[Stored entries]
┏━━
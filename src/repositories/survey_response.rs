//! # Survey Response Repository
//!
//! Inserts responses (always deriving the 5-point columns from the 3-point
//! answers) and runs the filtered reads behind the dashboard and export.

use chrono::{DateTime, FixedOffset, Utc};
use metrics::counter;
use sea_orm::{
    ActiveModelTrait, ColumnTrait, ConnectionTrait, DatabaseConnection, EntityTrait, QueryFilter,
    QueryOrder, QuerySelect, Set,
};
use serde_json::Value;
use uuid::Uuid;

use crate::dashboard::OrgScope;
use crate::demo::DemoResponse;
use crate::error::RepositoryError;
use crate::models::SurveyResponse;
use crate::models::employee::Model as EmployeeModel;
use crate::models::survey_response::{
    ActiveModel as ResponseActiveModel, Column, Model as ResponseModel, ResponseSource,
};
use crate::models::survey_token::Model as TokenModel;
use crate::scoring::ThreePointAnswers;

/// A validated submission ready to be stored
#[derive(Debug, Clone)]
pub struct ResponseSubmission {
    pub answers: ThreePointAnswers,
    pub comment_text: Option<String>,
    pub support: SupportRequest,
    pub risk_factors: Option<Value>,
    pub meta: Option<Value>,
}

/// Optional support-path details attached to a response
#[derive(Debug, Clone, Default)]
pub struct SupportRequest {
    pub requested: bool,
    pub contact_method: Option<String>,
    pub contact_value: Option<String>,
    pub timeframe: Option<String>,
    pub high_risk: bool,
}

fn answer_columns(model: &mut ResponseActiveModel, answers: &ThreePointAnswers) {
    let five = answers.to_five_point();
    model.sentiment_3 = Set(Some(i32::from(answers.sentiment)));
    model.sentiment_5 = Set(Some(i32::from(five.sentiment)));
    model.clarity_3 = Set(Some(i32::from(answers.clarity)));
    model.clarity_5 = Set(Some(i32::from(five.clarity)));
    model.workload_3 = Set(Some(i32::from(answers.workload)));
    model.workload_5 = Set(Some(i32::from(five.workload)));
    model.safety_3 = Set(Some(i32::from(answers.safety)));
    model.safety_5 = Set(Some(i32::from(five.safety)));
    model.leadership_3 = Set(Some(i32::from(answers.leadership)));
    model.leadership_5 = Set(Some(i32::from(five.leadership)));
}

fn base_model(client_id: Uuid, source: ResponseSource, submitted_at: DateTime<FixedOffset>) -> ResponseActiveModel {
    ResponseActiveModel {
        id: Set(Uuid::new_v4()),
        token_id: Set(None),
        client_id: Set(client_id),
        employee_id: Set(None),
        division_id: Set(None),
        department_id: Set(None),
        team_id: Set(None),
        comment_text: Set(None),
        support_requested: Set(false),
        support_contact_method: Set(None),
        support_contact_value: Set(None),
        support_timeframe: Set(None),
        high_risk_flag: Set(false),
        risk_factors: Set(None),
        meta: Set(None),
        source: Set(source.as_str().to_string()),
        submitted_at: Set(submitted_at),
        ..Default::default()
    }
}

/// Insert the response authorised by `token`. Org keys are copied from the
/// employee as they stand at submission time.
pub(crate) async fn insert_submission<C: ConnectionTrait>(
    conn: &C,
    token: &TokenModel,
    employee: Option<&EmployeeModel>,
    submission: ResponseSubmission,
    submitted_at: DateTime<FixedOffset>,
) -> Result<ResponseModel, RepositoryError> {
    let mut model = base_model(token.client_id, ResponseSource::Survey, submitted_at);
    answer_columns(&mut model, &submission.answers);
    model.token_id = Set(Some(token.id));
    model.employee_id = Set(token.employee_id);
    if let Some(employee) = employee {
        model.division_id = Set(employee.division_id);
        model.department_id = Set(employee.department_id);
        model.team_id = Set(employee.team_id);
    }
    model.comment_text = Set(submission.comment_text);
    model.support_requested = Set(submission.support.requested);
    model.support_contact_method = Set(submission.support.contact_method);
    model.support_contact_value = Set(submission.support.contact_value);
    model.support_timeframe = Set(submission.support.timeframe);
    model.high_risk_flag = Set(submission.support.high_risk);
    model.risk_factors = Set(submission.risk_factors);
    model.meta = Set(submission.meta);

    model.insert(conn).await.map_err(RepositoryError::database_error)
}

/// Dashboard rows plus whether the cap cut anything off
#[derive(Debug, Clone)]
pub struct DashboardRows {
    pub rows: Vec<ResponseModel>,
    pub truncated: bool,
}

/// Repository for SurveyResponse database operations
pub struct SurveyResponseRepository<'a> {
    db: &'a DatabaseConnection,
}

impl<'a> SurveyResponseRepository<'a> {
    pub fn new(db: &'a DatabaseConnection) -> Self {
        Self { db }
    }

    /// Rows for the dashboard in submission order. When more than `cap`
    /// rows match, the most recent `cap` are kept and `truncated` is set.
    pub async fn list_for_dashboard(
        &self,
        client_id: Uuid,
        since: Option<DateTime<Utc>>,
        scope: OrgScope,
        cap: u64,
    ) -> Result<DashboardRows, RepositoryError> {
        let mut query = SurveyResponse::find().filter(Column::ClientId.eq(client_id));
        if let Some(since) = since {
            let since: DateTime<FixedOffset> = since.into();
            query = query.filter(Column::SubmittedAt.gte(since));
        }
        query = match scope {
            OrgScope::All => query,
            OrgScope::Division(id) => query.filter(Column::DivisionId.eq(id)),
            OrgScope::Department(id) => query.filter(Column::DepartmentId.eq(id)),
            OrgScope::Team(id) => query.filter(Column::TeamId.eq(id)),
        };

        // one extra row tells a full page apart from a cut one
        let mut rows = query
            .order_by_desc(Column::SubmittedAt)
            .limit(cap.saturating_add(1))
            .all(self.db)
            .await
            .map_err(RepositoryError::database_error)?;
        let truncated = rows.len() as u64 > cap;
        rows.truncate(usize::try_from(cap).unwrap_or(usize::MAX));
        rows.reverse();
        Ok(DashboardRows { rows, truncated })
    }

    /// Rows for the CSV export, newest first
    pub async fn list_for_export(
        &self,
        client_id: Uuid,
        cap: u64,
    ) -> Result<Vec<ResponseModel>, RepositoryError> {
        SurveyResponse::find()
            .filter(Column::ClientId.eq(client_id))
            .order_by_desc(Column::SubmittedAt)
            .limit(cap)
            .all(self.db)
            .await
            .map_err(RepositoryError::database_error)
    }

    /// Insert generated rows tagged `demo_seed`
    pub async fn insert_demo_batch(
        &self,
        client_id: Uuid,
        rows: &[DemoResponse],
    ) -> Result<u64, RepositoryError> {
        if rows.is_empty() {
            return Ok(0);
        }

        let models = rows.iter().map(|row| {
            let mut model = base_model(client_id, ResponseSource::DemoSeed, row.submitted_at.into());
            answer_columns(&mut model, &row.answers);
            model.division_id = Set(row.placement.division_id);
            model.department_id = Set(row.placement.department_id);
            model.team_id = Set(row.placement.team_id);
            model
        });

        SurveyResponse::insert_many(models)
            .exec(self.db)
            .await
            .map_err(RepositoryError::database_error)?;

        let inserted = rows.len() as u64;
        counter!("beacon_demo_rows_seeded_total").increment(inserted);
        Ok(inserted)
    }

    /// Delete every row of the client carrying `source`, returning the count
    pub async fn delete_by_source(
        &self,
        client_id: Uuid,
        source: ResponseSource,
    ) -> Result<u64, RepositoryError> {
        let result = SurveyResponse::delete_many()
            .filter(Column::ClientId.eq(client_id))
            .filter(Column::Source.eq(source.as_str()))
            .exec(self.db)
            .await
            .map_err(RepositoryError::database_error)?;

        if source == ResponseSource::DemoSeed {
            counter!("beacon_demo_rows_cleared_total").increment(result.rows_affected);
        }
        Ok(result.rows_affected)
    }
}
//! Admin password login and logout.

use axum::{
    extract::{State, rejection::JsonRejection},
    http::{HeaderValue, header},
    response::{IntoResponse, Json, Response},
};
use chrono::Utc;
use serde::{Deserialize, Serialize};
use serde_json::json;
use utoipa::ToSchema;

use crate::auth::{clear_session_cookie, session_cookie, session_token, verify_password};
use crate::error::{ApiError, configuration_error, unauthorized};
use crate::server::AppState;

#[derive(Debug, Deserialize, ToSchema)]
pub struct LoginRequest {
    pub password: String,
}

#[derive(Debug, Serialize, Deserialize, ToSchema)]
pub struct OkResponse {
    pub ok: bool,
}

fn with_cookie(cookie: String) -> Result<Response, ApiError> {
    let value = HeaderValue::from_str(&cookie).map_err(anyhow::Error::from)?;
    let mut response = Json(OkResponse { ok: true }).into_response();
    response.headers_mut().insert(header::SET_COOKIE, value);
    Ok(response)
}

/// Exchange the admin password for a session cookie
#[utoipa::path(
    post,
    path = "/api/admin/auth",
    request_body = LoginRequest,
    responses(
        (status = 200, description = "Logged in; sets the session cookie", body = OkResponse),
        (status = 401, description = "Wrong password", body = ApiError),
        (status = 503, description = "No admin password configured", body = ApiError)
    ),
    tag = "admin"
)]
pub async fn login(
    State(state): State<AppState>,
    payload: Result<Json<LoginRequest>, JsonRejection>,
) -> Result<Response, ApiError> {
    let Json(request) = payload?;

    let Some(password) = state
        .config
        .admin_password
        .as_deref()
        .filter(|p| !p.is_empty())
    else {
        return Err(configuration_error(
            "Admin login is not configured",
            json!({ "missing": ["BEACON_ADMIN_PASSWORD"] }),
        ));
    };

    if !verify_password(&state.config, &request.password) {
        tracing::warn!("Rejected admin login");
        return Err(unauthorized(Some("Invalid password")));
    }

    let token = session_token(password, Utc::now().timestamp())
        .ok_or_else(|| anyhow::anyhow!("failed to derive admin session token"))?;

    tracing::info!("Admin session started");
    with_cookie(session_cookie(&state.config, &token))
}

/// Clear the admin session cookie
#[utoipa::path(
    post,
    path = "/api/admin/logout",
    responses((status = 200, description = "Session cookie cleared", body = OkResponse)),
    tag = "admin"
)]
pub async fn logout(State(state): State<AppState>) -> Result<Response, ApiError> {
    with_cookie(clear_session_cookie(&state.config))
}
┗━━
- Work order -
Each line from the first line of the entries up to and including the line containing "model.sentiment_3 = Set(Some(i32::from(answers.sentiment)));" should be transcribed exactly, with all other lines left out.

- Result -
filename src/repositories/survey_response.rs
//! # Survey Response Repository
//!
//! Inserts responses (always deriving the 5-point columns from the 3-point
//! answers) and runs the filtered reads behind the dashboard and export.

use chrono::{DateTime, FixedOffset, Utc};
use metrics::counter;
use sea_orm::{
    ActiveModelTrait, ColumnTrait, ConnectionTrait, DatabaseConnection, EntityTrait, QueryFilter,
    QueryOrder, QuerySelect, Set,
};
use serde_json::Value;
use uuid::Uuid;

use crate::dashboard::OrgScope;
use crate::demo::DemoResponse;
use crate::error::RepositoryError;
use crate::models::SurveyResponse;
use crate::models::employee::Model as EmployeeModel;
use crate::models::survey_response::{
    ActiveModel as ResponseActiveModel, Column, Model as ResponseModel, ResponseSource,
};
use crate::models::survey_token::Model as TokenModel;
use crate::scoring::ThreePointAnswers;

/// A validated submission ready to be stored
#[derive(Debug, Clone)]
pub struct ResponseSubmission {
    pub answers: ThreePointAnswers,
    pub comment_text: Option<String>,
    pub support: SupportRequest,
    pub risk_factors: Option<Value>,
    pub meta: Option<Value>,
}

/// Optional support-path details attached to a response
#[derive(Debug, Clone, Default)]
pub struct SupportRequest {
    pub requested: bool,
    pub contact_method: Option<String>,
    pub contact_value: Option<String>,
    pub timeframe: Option<String>,
    pub high_risk: bool,
}

fn answer_columns(model: &mut ResponseActiveModel, answers: &ThreePointAnswers) {
    let five = answers.to_five_point();
    model.sentiment_3 = Set(Some(i32::from(answers.sentiment)));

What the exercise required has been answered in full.